__Exercise description__.
Search the entries below for the string "FetchedMessage" and copy the lines that hold it.

__Available data__.

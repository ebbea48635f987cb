//! Cursor store: the mailbox's last-seen change-log position.

use std::cmp::Ordering;
use std::sync::Arc;

use tracing::{debug, info, warn};

use crate::error::{ExternalError, ResolveError, StoreError};
use crate::mailbox::WatchApi;
use crate::store::traits::{StateStore, load, save};

/// Namespace holding the cursor.
pub const SYNC_NAMESPACE: &str = "sync";
/// Key of the cursor position.
pub const CURSOR_KEY: &str = "cursor";

/// What `advance` did with a proposed position.
#[derive(Debug, Clone, PartialEq, Eq)]
pub enum AdvanceOutcome {
    /// Cursor moved forward (or was replaced by an opaque token).
    Advanced { from: String, to: String },
    /// Proposed position equals the stored one.
    Unchanged,
    /// Proposed position is behind the stored one; cursor kept.
    Stale { current: String, proposed: String },
}

/// Compare two positions when both are numeric. Opaque tokens are not ordered.
fn compare_positions(a: &str, b: &str) -> Option<Ordering> {
    let a: u64 = a.trim().parse().ok()?;
    let b: u64 = b.trim().parse().ok()?;
    Some(a.cmp(&b))
}

/// Persists and advances the synchronization position.
#[derive(Clone)]
pub struct CursorStore {
    store: Arc<dyn StateStore>,
}

impl CursorStore {
    pub fn new(store: Arc<dyn StateStore>) -> Self {
        Self { store }
    }

    /// Current position, or `None` if no watch was ever registered.
    pub async fn read(&self) -> Result<Option<String>, StoreError> {
        load(self.store.as_ref(), SYNC_NAMESPACE, CURSOR_KEY).await
    }

    /// Current position; absence is `CursorUninitialized`, never `"0"`.
    pub async fn require(&self) -> Result<String, ResolveError> {
        self.read().await?.ok_or(ResolveError::CursorUninitialized)
    }

    /// Unconditional write. Last write wins.
    pub async fn write(&self, position: &str) -> Result<(), StoreError> {
        save(self.store.as_ref(), SYNC_NAMESPACE, CURSOR_KEY, position).await
    }

    /// Move the cursor to `position` unless that would move it backwards.
    ///
    /// Numeric positions never regress, so a late redelivery cannot rewind the
    /// cursor. Non-numeric tokens cannot be ordered and are written as given.
    pub async fn advance(&self, position: &str) -> Result<AdvanceOutcome, StoreError> {
        let current = self.read().await?;

        let outcome = match current {
            None => AdvanceOutcome::Advanced {
                from: String::new(),
                to: position.to_string(),
            },
            Some(current) if current == position => AdvanceOutcome::Unchanged,
            Some(current) => match compare_positions(position, &current) {
                Some(Ordering::Less) => AdvanceOutcome::Stale {
                    current,
                    proposed: position.to_string(),
                },
                _ => AdvanceOutcome::Advanced {
                    from: current,
                    to: position.to_string(),
                },
            },
        };

        match &outcome {
            AdvanceOutcome::Advanced { from, to } => {
                self.write(to).await?;
                debug!(from = %from, to = %to, "Cursor advanced");
            }
            AdvanceOutcome::Unchanged => debug!(position = %position, "Cursor unchanged"),
            AdvanceOutcome::Stale { current, proposed } => {
                warn!(current = %current, proposed = %proposed, "Ignoring stale cursor position");
            }
        }
        Ok(outcome)
    }
}

/// Failure while registering the mailbox watch.
#[derive(Debug, thiserror::Error)]
pub enum WatchError {
    #[error("Watch registration failed: {0}")]
    Api(#[from] ExternalError),

    #[error("Failed to persist initial cursor: {0}")]
    Store(#[from] StoreError),
}

/// Register the mailbox watch and store the returned position as the cursor.
///
/// This is the out-of-band step that must run before any notification can be
/// resolved.
pub async fn register_watch(
    watch: &dyn WatchApi,
    cursor: &CursorStore,
) -> Result<String, WatchError> {
    let position = watch.watch().await?;
    cursor.write(&position).await?;
    info!(position = %position, "Mailbox watch registered");
    Ok(position)
}
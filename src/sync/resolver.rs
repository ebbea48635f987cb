//! Change resolver: turns a notification into concrete messages.
//!
//! Order of operations:
//! 1. Read the cursor (`CursorUninitialized` if absent)
//! 2. Advance the cursor to the notification's position, **before** reading
//!    the change log
//! 3. List change-log entries since the old position, keep added messages
//! 4. Pick messages per `SelectionPolicy`
//! 5. Fetch each one, rejecting mail without a subject or sender and mail
//!    sent by the responder itself
//!
//! Step 2 makes the cursor mean "notifications seen", not "notifications
//! processed". A crash after it never reprocesses the range, but a message
//! whose resolution fails after the cursor moved is skipped for good. Later
//! notifications only list from their own start position, so nothing
//! revisits it.

use std::str::FromStr;
use std::sync::Arc;

use tracing::{debug, info, warn};

use crate::error::ResolveError;
use crate::mailbox::{ChangeLog, FetchedMessage, MessageFetcher, same_address};
use crate::pipeline::types::{Message, Notification};
use crate::sync::cursor::CursorStore;

/// Which added messages of one notification window get resolved.
///
/// `First` and `Newest` bound the cost to one fetch per notification; when
/// several messages arrive inside one window, all but one are never surfaced.
/// `All` surfaces the whole burst at the cost of one fetch per message.
#[derive(Debug, Clone, Copy, PartialEq, Eq, Default)]
pub enum SelectionPolicy {
    /// Earliest added message in the window.
    #[default]
    First,
    /// Latest added message in the window.
    Newest,
    /// Every added message, in change-log order.
    All,
}

impl SelectionPolicy {
    /// Apply the policy to the window's added ids (oldest first).
    pub fn select(&self, added: Vec<String>) -> Vec<String> {
        match self {
            Self::First => added.into_iter().take(1).collect(),
            Self::Newest => added.into_iter().last().into_iter().collect(),
            Self::All => added,
        }
    }
}

impl FromStr for SelectionPolicy {
    type Err = String;

    fn from_str(s: &str) -> Result<Self, Self::Err> {
        match s.trim().to_ascii_lowercase().as_str() {
            "first" => Ok(Self::First),
            "newest" => Ok(Self::Newest),
            "all" => Ok(Self::All),
            other => Err(format!("expected 'first', 'newest' or 'all', got '{other}'")),
        }
    }
}

/// Resolves notifications against the change log.
pub struct ChangeResolver {
    cursor: CursorStore,
    change_log: Arc<dyn ChangeLog>,
    fetcher: Arc<dyn MessageFetcher>,
    policy: SelectionPolicy,
    /// Auto-responder address; mail from it is never resolved.
    self_address: String,
}

impl ChangeResolver {
    pub fn new(
        cursor: CursorStore,
        change_log: Arc<dyn ChangeLog>,
        fetcher: Arc<dyn MessageFetcher>,
        policy: SelectionPolicy,
        self_address: impl Into<String>,
    ) -> Self {
        Self {
            cursor,
            change_log,
            fetcher,
            policy,
            self_address: self_address.into(),
        }
    }

    /// Resolve a notification.
    ///
    /// Under `First`/`Newest` the result holds exactly one message. Under
    /// `All`, unusable messages are skipped and the call fails only when
    /// none resolved.
    pub async fn resolve(&self, notification: &Notification) -> Result<Vec<Message>, ResolveError> {
        let start = self.cursor.require().await?;

        // Advance before reading the change log; see module docs.
        self.cursor.advance(&notification.new_position).await?;

        let records = self
            .change_log
            .list_since(&start)
            .await
            .map_err(ResolveError::ChangeLog)?;

        let added: Vec<String> = records
            .into_iter()
            .flat_map(|r| r.added_message_ids)
            .collect();
        let window = added.len();

        let selected = self.policy.select(added);
        if selected.is_empty() {
            return Err(ResolveError::NoNewMessage { from: start });
        }
        if window > selected.len() {
            info!(
                notification = %notification.notification_id,
                window,
                selected = selected.len(),
                policy = ?self.policy,
                "Change-log window holds more messages than the policy surfaces"
            );
        }

        let mut messages = Vec::with_capacity(selected.len());
        let mut first_error = None;
        for message_id in selected {
            match self.fetch(&message_id).await {
                Ok(message) => messages.push(message),
                Err(e) => {
                    warn!(id = %message_id, error = %e, "Skipping unresolvable message");
                    first_error.get_or_insert(e);
                }
            }
        }

        match (messages.is_empty(), first_error) {
            (true, Some(e)) => Err(e),
            (true, None) => Err(ResolveError::NoNewMessage { from: start }),
            _ => {
                debug!(
                    notification = %notification.notification_id,
                    count = messages.len(),
                    "Notification resolved"
                );
                Ok(messages)
            }
        }
    }

    /// Fetch one message and validate it.
    async fn fetch(&self, message_id: &str) -> Result<Message, ResolveError> {
        let fetched = self
            .fetcher
            .get(message_id)
            .await
            .map_err(|source| ResolveError::Fetch {
                message_id: message_id.to_string(),
                source,
            })?;
        self.validate(fetched)
    }

    fn validate(&self, fetched: FetchedMessage) -> Result<Message, ResolveError> {
        let subject = match fetched.subject {
            Some(s) if !s.trim().is_empty() => s,
            _ => {
                return Err(ResolveError::NoSubject {
                    message_id: fetched.message_id,
                });
            }
        };

        let sender = match fetched.sender {
            Some(s) if !s.trim().is_empty() => s,
            _ => {
                return Err(ResolveError::NoSender {
                    message_id: fetched.message_id,
                });
            }
        };
        if same_address(&sender, &self.self_address) {
            return Err(ResolveError::SelfOriginated {
                message_id: fetched.message_id,
                sender,
            });
        }

        Ok(Message {
            message_id: fetched.message_id,
            thread_id: fetched.thread_id,
            subject,
            sender,
            snippet: fetched.snippet,
            labels: fetched.labels,
        })
    }
}
fn upstream(category: &str) -> UpstreamClassification {
    UpstreamClassification {
        category: Some(UpstreamCategory {
            category: category.into(),
            confidence: Some(0.95),
            promotion_score: None,
        }),
        ..Default::default()
    }
}

async fn fetched(mailbox: &FakeMailbox, id: &str, subject: &str, sender: &str) -> Message {
    Message {
        message_id: id.into(),
        thread_id: format!("thread-{}", id.trim_start_matches("msg-")),
        subject: subject.into(),
        sender: sender.into(),
        snippet: String::new(),
        labels: mailbox.label_names(id).await,
    }
}

#[tokio::test]
async fn urgent_work_mail_is_labeled_and_answered() {
    let h = harness().await;
    let id = h
        .mailbox
        .deliver(
            "Bob <bob@example.com>",
            "URGENT: project deadline today",
            "Can you send the final deck?",
        )
        .await;

    let report = h
        .pipeline
        .handle_notification(Notification::at(h.mailbox.position().await))
        .await;
    assert!(report.is_clean(), "{report:?}");

    let labels = h.mailbox.label_names(&id).await;
    assert!(labels.contains("Work"));
    assert!(labels.contains("Urgent"));

    let sent = h.mailbox.sent().await;
    assert_eq!(sent.len(), 1);
    assert_eq!(sent[0].to, "Bob <bob@example.com>");
    assert_eq!(sent[0].in_reply_to, id);
    assert_eq!(sent[0].subject, "Re: URGENT: project deadline today");

    let processed = h.pipeline.ledger().processed().await.unwrap();
    assert_eq!(processed.len(), 1);
    assert_eq!(processed[0].category, Category::Work);
    assert_eq!(processed[0].urgency, Urgency::High);
}

#[tokio::test]
async fn cursor_ends_at_last_position_regardless_of_outcome() {
    let h = harness().await;
    let mut positions = Vec::new();

    h.mailbox.deliver("a@example.com", "Meeting notes", "see attached").await;
    positions.push(h.mailbox.position().await);
    h.mailbox.deliver_raw(None, Some("b@example.com"), "no subject").await;
    positions.push(h.mailbox.position().await);
    h.mailbox.deliver(RESPONDER, "Re: Meeting notes", "auto").await;
    positions.push(h.mailbox.position().await);

    for position in &positions {
        h.pipeline.handle_notification(Notification::at(position)).await;
    }
    let last = positions.last().cloned();
    assert_eq!(h.pipeline.cursor().read().await.unwrap(), last);

    // A late redelivery of an older notification does not rewind the cursor.
    h.pipeline
        .handle_notification(Notification::at(&positions[0]))
        .await;
    assert_eq!(h.pipeline.cursor().read().await.unwrap(), last);
}

#[tokio::test]
async fn first_policy_surfaces_one_message_per_notification() {
    let h = harness().await;
    let mut observer = h.pipeline.bus().observe();

    h.mailbox.deliver("a@example.com", "Family dinner", "Sunday?").await;
    h.mailbox.deliver("b@example.com", "Project update", "status").await;
    h.mailbox.deliver("c@example.com", "Vacation photos", "enjoy").await;

    h.pipeline
        .handle_notification(Notification::at(h.mailbox.position().await))
        .await;

    let events = drain(&mut observer);
    assert_eq!(count(&events, Topic::MessageResolved), 1);
    assert_eq!(count(&events, Topic::MessageOrganized), 1);
    assert!(h.mailbox.sent().await.len() <= 1);
}

#[tokio::test]
async fn all_policy_surfaces_every_message() {
    let mut config = TriageConfig::new("Ava", RESPONDER);
    config.selection_policy = SelectionPolicy::All;
    let h = harness_with(config, Arc::new(MemoryStore::new())).await;
    h.pipeline.register_watch().await.unwrap();
    let mut observer = h.pipeline.bus().observe();

    h.mailbox.deliver("a@example.com", "Family dinner", "Sunday?").await;
    h.mailbox.deliver("b@example.com", "Project update", "status").await;

    h.pipeline
        .handle_notification(Notification::at(h.mailbox.position().await))
        .await;

    let events = drain(&mut observer);
    assert_eq!(count(&events, Topic::MessageOrganized), 2);
    assert_eq!(h.mailbox.sent().await.len(), 2);
}

#[tokio::test]
async fn all_policy_handles_a_large_window_completely() {
    let mut config = TriageConfig::new("Ava", RESPONDER);
    config.selection_policy = SelectionPolicy::All;
    let h = harness_with(config, Arc::new(MemoryStore::new())).await;
    h.pipeline.register_watch().await.unwrap();

    const BURST: usize = 1100;
    for i in 0..BURST {
        h.mailbox
            .deliver(&format!("user{i}@example.com"), "Project note", "status")
            .await;
    }
    let target = h.mailbox.position().await;

    let report = h
        .pipeline
        .handle_notification(Notification::at(&target))
        .await;
    assert!(report.is_clean(), "{report:?}");
    assert_eq!(report.dropped, 0);

    assert_eq!(h.pipeline.ledger().processed().await.unwrap().len(), BURST);
    assert_eq!(h.mailbox.sent().await.len(), BURST);
    assert_eq!(h.pipeline.cursor().read().await.unwrap(), Some(target));
}

#[tokio::test]
async fn senderless_mail_is_never_answered() {
    let h = harness().await;
    let mut observer = h.pipeline.bus().observe();

    h.mailbox
        .deliver_raw(Some("Project meeting"), None, "agenda")
        .await;
    let report = h
        .pipeline
        .handle_notification(Notification::at(h.mailbox.position().await))
        .await;

    assert!(report.is_clean());
    assert_eq!(count(&drain(&mut observer), Topic::MessageClassified), 0);
    assert!(h.mailbox.sent().await.is_empty());
}

#[tokio::test]
async fn self_originated_mail_is_never_classified() {
    let h = harness().await;
    let mut observer = h.pipeline.bus().observe();

    h.mailbox
        .deliver("Ava <AVA@example.com>", "Re: Project", "Thanks for your message")
        .await;
    let report = h
        .pipeline
        .handle_notification(Notification::at(h.mailbox.position().await))
        .await;

    assert!(report.is_clean());
    let events = drain(&mut observer);
    assert_eq!(count(&events, Topic::MessageClassified), 0);
    assert!(h.mailbox.sent().await.is_empty());
    assert!(h.pipeline.ledger().processed().await.unwrap().is_empty());
}

#[tokio::test]
async fn dotted_upstream_category_applies_secondary_label() {
    let h = harness().await;
    let id = h.mailbox.deliver("shop@store.com", "Weekend sale", "").await;
    let message = fetched(&h.mailbox, &id, "Weekend sale", "shop@store.com").await;

    let report = h
        .pipeline
        .ingest_classified(message, upstream("promotion.flash-sale"))
        .await;
    assert!(report.is_clean());

    let labels = h.mailbox.label_names(&id).await;
    assert!(labels.contains("Promotional"));
    assert!(labels.contains("flash-sale"));
    assert!(h.mailbox.sent().await.is_empty());
}

#[tokio::test]
async fn archived_promotion_leaves_inbox() {
    let h = harness().await;
    let id = h.mailbox.deliver("deals@shop.com", "Big discount", "50% off").await;
    let message = fetched(&h.mailbox, &id, "Big discount", "deals@shop.com").await;

    let mut payload = upstream("promotion");
    payload.should_archive = true;
    let mut observer = h.pipeline.bus().observe();
    h.pipeline.ingest_classified(message, payload).await;

    let labels = h.mailbox.label_names(&id).await;
    assert!(labels.contains("Archived_Promotions"));
    assert!(!labels.contains("INBOX"));
    assert_eq!(count(&drain(&mut observer), Topic::MessageArchived), 1);
}

#[tokio::test]
async fn repeated_side_effects_are_idempotent() {
    let h = harness().await;
    let id = h.mailbox.deliver("friend@example.com", "Hello", "").await;
    let message = fetched(&h.mailbox, &id, "Hello", "friend@example.com").await;

    h.pipeline
        .ingest_classified(message.clone(), upstream("personal"))
        .await;
    let after_first = h.mailbox.label_names(&id).await;
    h.pipeline.ingest_classified(message, upstream("personal")).await;

    assert_eq!(h.mailbox.label_names(&id).await, after_first);
    assert_eq!(h.mailbox.sent().await.len(), 1);
    assert_eq!(h.pipeline.ledger().processed().await.unwrap().len(), 1);
}

#[tokio::test]
async fn labeling_failure_does_not_block_the_reply() {
    let h = harness().await;
    // Never delivered, so applying labels to it fails.
    let message = Message {
        message_id: "msg-ghost".into(),
        thread_id: "thread-ghost".into(),
        subject: "Project kickoff".into(),
        sender: "carol@example.com".into(),
        snippet: String::new(),
        labels: BTreeSet::new(),
    };

    let report = h.pipeline.ingest_classified(message, upstream("work")).await;

    assert_eq!(report.failed_handlers(), vec!["organizer"]);
    let sent = h.mailbox.sent().await;
    assert_eq!(sent.len(), 1);
    assert_eq!(sent[0].in_reply_to, "msg-ghost");
    assert!(h.pipeline.ledger().processed().await.unwrap().is_empty());
    assert_eq!(
        h.pipeline.ledger().auto_replied().await.unwrap(),
        vec!["msg-ghost"]
    );
}

#[tokio::test]
async fn send_failure_does_not_block_labeling() {
    let h = harness().await;
    let id = h.mailbox.deliver("carol@example.com", "Project kickoff", "").await;
    let message = fetched(&h.mailbox, &id, "Project kickoff", "carol@example.com").await;
    h.mailbox.fail_sends(true).await;

    let report = h.pipeline.ingest_classified(message, upstream("work")).await;

    assert_eq!(report.failed_handlers(), vec!["auto_responder"]);
    assert!(h.mailbox.label_names(&id).await.contains("Work"));
    assert_eq!(h.pipeline.ledger().processed().await.unwrap().len(), 1);
    assert!(h.pipeline.ledger().auto_replied().await.unwrap().is_empty());
}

__Answer to the problem__.
use crate::mailbox::{ChangeLog, FetchedMessage, MessageFetcher, same_address};
    fn validate(&self, fetched: FetchedMessage) -> Result<Message, ResolveError> {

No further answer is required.